◆ Directions ◆
In the listing below, the lines from the first through the one with "pub use builtin::BuiltinConverter;" are to be copied word for word.

--- Extracted information Enclosed Below ---

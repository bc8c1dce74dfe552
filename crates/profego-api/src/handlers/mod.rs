pub mod auth;
pub mod file_access;
pub mod file_delete;
pub mod file_list;
pub mod file_upload;
pub mod health;
pub mod storage_info;
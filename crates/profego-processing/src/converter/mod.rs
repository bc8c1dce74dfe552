//! Converters turn a staged file into a plain-text file.
//!
//! A converter answers two questions about a path: can it handle the file
//! (`probe`), and where is the text it produced (`convert`). The caller owns the
//! returned output path and is responsible for removing it.

mod builtin;
#[cfg(feature = "remote-converter")]
mod http;

use std::io::{self, Write};
use std::path::{Path, PathBuf};

use async_trait::async_trait;

pub use builtin::BuiltinConverter;
#[cfg(feature = "remote-converter")]
pub use http::HttpConverter;

#[derive(Debug, thiserror::Error)]
pub enum ConversionError {
    #[error("Unsupported format: {0}")]
    Unsupported(String),

    #[error("Text extraction failed: {0}")]
    Extraction(String),

    #[error("No text could be extracted")]
    EmptyOutput,

    #[error("Converter service returned {status}: {message}")]
    Remote { status: u16, message: String },

    #[error("Converter service unreachable: {0}")]
    Transport(String),

    #[error("IO error: {0}")]
    Io(#[from] io::Error),
}

#[async_trait]
pub trait Converter: Send + Sync {
    /// Whether this converter can produce text for the file at `path`.
    async fn probe(&self, path: &Path) -> Result<bool, ConversionError>;

    /// Convert the file at `path` and return the path of the produced text file.
    async fn convert(&self, path: &Path) -> Result<PathBuf, ConversionError>;

    /// Short identifier used in logs.
    fn name(&self) -> &'static str;
}

/// Write converter output next to the staged files and keep it on disk.
pub(crate) fn write_output(dir: &Path, source: &Path, text: &str) -> Result<PathBuf, ConversionError> {
    let stem = source
        .file_stem()
        .and_then(|s| s.to_str())
        .unwrap_or("output");
    std::fs::create_dir_all(dir)?;
    let mut file = tempfile::Builder::new()
        .prefix(&format!("{}-", stem))
        .suffix(".txt")
        .tempfile_in(dir)?;
    file.write_all(text.as_bytes())?;
    file.flush()?;
    let path = file.into_temp_path().keep().map_err(|e| e.error)?;
    Ok(path)
}

/// Decode text as UTF-8, falling back to Latin-1 byte-for-byte.
pub fn decode_text(bytes: &[u8]) -> String {
    let bytes = bytes.strip_prefix(b"\xEF\xBB\xBF").unwrap_or(bytes);
    match std::str::from_utf8(bytes) {
        Ok(text) => text.to_string(),
        Err(_) => bytes.iter().map(|&b| b as char).collect(),
    }
}

#[cfg(test)]
mod tests {
    use super::*;

    #[test]
    fn test_decode_utf8() {
        assert_eq!(decode_text("año".as_bytes()), "año");
    }

    #[test]
    fn test_decode_latin1_fallback() {
        assert_eq!(decode_text(&[0x61, 0xF1, 0x6F]), "año");
    }

    #[test]
    fn test_decode_strips_bom() {
        assert_eq!(decode_text(b"\xEF\xBB\xBFhola"), "hola");
    }

    #[test]
    fn test_write_output_persists_until_removed() {
        let dir = tempfile::tempdir().unwrap();
        let path = write_output(dir.path(), Path::new("/x/informe.pdf"), "texto").unwrap();
        assert!(path.exists());
        assert!(path.file_name().unwrap().to_string_lossy().starts_with("informe-"));
        assert_eq!(std::fs::read_to_string(&path).unwrap(), "texto");
    }
}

--- End of Enclosed Extracted information ---

◆ Task answer ◆
repository bc8c1dce74dfe552
filename crates/profego-api/src/handlers/mod.rs
pub mod auth;
pub mod file_access;
pub mod file_delete;
pub mod file_list;
pub mod file_upload;
pub mod health;
pub mod storage_info;
filename crates/profego-processing/src/converter/mod.rs
repository bc8c1dce74dfe552
//! Converters turn a staged file into a plain-text file.
//!
//! A converter answers two questions about a path: can it handle the file
//! (`probe`), and where is the text it produced (`convert`). The caller owns the
//! returned output path and is responsible for removing it.

mod builtin;
#[cfg(feature = "remote-converter")]
mod http;

use std::io::{self, Write};
use std::path::{Path, PathBuf};

use async_trait::async_trait;

pub use builtin::BuiltinConverter;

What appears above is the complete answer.